Except for the fact that they live at the Solar Hotel for months on end, it would be easy to mistake the two for UNAMSIL workers or bosses of a relief group. Both dress smartly and comfortably in shorts and polo shirts and wheel around town in a hired green Mercedes.
    In fact, the two men are Mutt-and-Jeff diamond smugglers: Singer has the connections and does the talking; Valdy is the money man. In September 2001, they were struggling to string together a deal for $500,000 worth of rebel diamonds from Kono.
    Diamonds are among the easiest—and by far the most valuable by weight—commodities to smuggle. Three hundred grams of diamonds are equal in value to 40,000 pounds of iron ore, but only one of those commodities can be successfully smuggled in one’s bowels. Millions of dollars worth of diamonds can be carried almost anywhere in the body or on it and they don’t set off airport metal detectors. They can be sold quickly and they are virtually untraceable. This is one of the reasons there is no such thing as “conflict timber”; rebels wishing to smuggle tropical lumber and sell it on the black market have a much harder time transporting and unloading their goods than rebels who deal in diamonds.

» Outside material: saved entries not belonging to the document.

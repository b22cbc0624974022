//! Gateway to all configured DREAM servers
//!
//! Holds one `CameraClient` per server. Events from every connection arrive on
//! a single stream.

use std::collections::BTreeMap;
use std::sync::mpsc::{self, Receiver, RecvTimeoutError};
use std::sync::{Mutex, PoisonError};
use std::thread;
use std::time::Duration;

use log::{info, warn};

use dreamproto::{
    Acknowledgement, CommandKind, ConnectionConfig, DreamError, DreamResult, ServerAddress,
    ServerId,
};

use crate::client::CameraClient;
use crate::connection::Connector;
use crate::events::GatewayEvent;

/// Per-server outcome of an operation applied to every server
pub type ServerResults<T> = BTreeMap<ServerId, DreamResult<T>>;

pub struct Gateway {
    clients: BTreeMap<ServerId, CameraClient>,
    events: Mutex<Receiver<GatewayEvent>>,
}

impl Gateway {
    /// Gateway to servers reached over TCP
    pub fn tcp(servers: &[ServerAddress], config: &ConnectionConfig) -> Self {
        let (events_tx, events) = mpsc::channel();
        let clients = servers
            .iter()
            .map(|address| {
                let client = CameraClient::tcp(address.clone(), config.clone(), events_tx.clone());
                (address.id, client)
            })
            .collect();
        Self {
            clients,
            events: Mutex::new(events),
        }
    }

    /// Gateway over caller-supplied connectors
    pub fn with_connectors(
        connectors: Vec<(ServerId, Box<dyn Connector>)>,
        config: &ConnectionConfig,
    ) -> Self {
        let (events_tx, events) = mpsc::channel();
        let clients = connectors
            .into_iter()
            .map(|(id, connector)| {
                let client = CameraClient::new(id, connector, config.clone(), events_tx.clone());
                (id, client)
            })
            .collect();
        Self {
            clients,
            events: Mutex::new(events),
        }
    }

    pub fn servers(&self) -> Vec<ServerId> {
        self.clients.keys().copied().collect()
    }

    pub fn connected(&self) -> Vec<ServerId> {
        self.clients
            .iter()
            .filter(|(_, client)| client.is_connected())
            .map(|(id, _)| *id)
            .collect()
    }

    pub fn client(&self, server: ServerId) -> DreamResult<&CameraClient> {
        self.clients
            .get(&server)
            .ok_or_else(|| DreamError::UnknownServer(server.to_string()))
    }

    fn for_each<T, F>(&self, op: F) -> ServerResults<T>
    where
        T: Send,
        F: Fn(&CameraClient) -> DreamResult<T> + Sync,
    {
        let op = &op;
        thread::scope(|scope| {
            let handles: Vec<_> = self
                .clients
                .iter()
                .map(|(id, client)| (*id, scope.spawn(move || op(client))))
                .collect();
            handles
                .into_iter()
                .map(|(id, handle)| {
                    let result = handle.join().unwrap_or_else(|_| {
                        Err(DreamError::Channel(format!("server {} worker panicked", id)))
                    });
                    (id, result)
                })
                .collect()
        })
    }

    /// Connect every server. Servers that fail keep their error in the result.
    pub fn connect_all(&self) -> ServerResults<()> {
        let results = self.for_each(|client| client.connect());
        for (id, result) in &results {
            if let Err(e) = result {
                warn!("Could not connect to server {}: {}", id, e);
            }
        }
        info!(
            "Connected to {} of {} DREAM servers",
            results.values().filter(|r| r.is_ok()).count(),
            results.len()
        );
        results
    }

    pub fn disconnect_all(&self) {
        for client in self.clients.values() {
            client.disconnect();
        }
    }

    /// Send a command to one server and require an "OK" acknowledgement
    pub fn send_to(&self, server: ServerId, kind: CommandKind) -> DreamResult<Acknowledgement> {
        self.client(server)?.command(kind)
    }

    /// Send a command to every server at once
    pub fn broadcast(&self, kind: CommandKind) -> ServerResults<Acknowledgement> {
        self.for_each(|client| client.command(kind.clone()))
    }

    /// Wait up to `timeout` for the next event from any server
    pub fn next_event(&self, timeout: Duration) -> DreamResult<Option<GatewayEvent>> {
        let events = self.events.lock().unwrap_or_else(PoisonError::into_inner);
        match events.recv_timeout(timeout) {
            Ok(event) => Ok(Some(event)),
            Err(RecvTimeoutError::Timeout) => Ok(None),
            Err(RecvTimeoutError::Disconnected) => {
                Err(DreamError::Channel("gateway event stream closed".to_string()))
            }
        }
    }
}

impl Drop for Gateway {
    fn drop(&mut self) {
        self.disconnect_all();
    }
}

    The most reliable way for smugglers to get diamonds out of Sierra Leone is to swallow them and hope to time their next bowel movements so that they can be retrieved with some amount of privacy. There is no possible way to detect the stones if they’re inside your intestines, but the prospect of recovering them is unappealing and, besides, smuggling out one or two half-carat diamonds is easy enough without having to resort to such digestive measures. They can be carried in your breast pocket or a pack of cigarettes. There is no shortage of incredible tales of intrigue and deception when it
comes to diamond smuggling, probably because the tiny size of the contraband encourages ingenuity. In The Heart of the Matter, his novel about love and betrayal set in Sierra Leone, Graham Greene described Lebanese smuggling diamonds in the stomachs of live parrots. Ian Fleming, author of the James Bond series of novels, had his hero smuggle goods in Dunlop golf balls in Diamonds Are Forever. Over the years, people have carried thousands of dollars of stones inside the knots of their ties, in tins of fruit salad, in the false heels of specially made shoes. One woman who lost an eye in a car accident took the opportunity to hide diamonds in her empty socket, behind a glass eye.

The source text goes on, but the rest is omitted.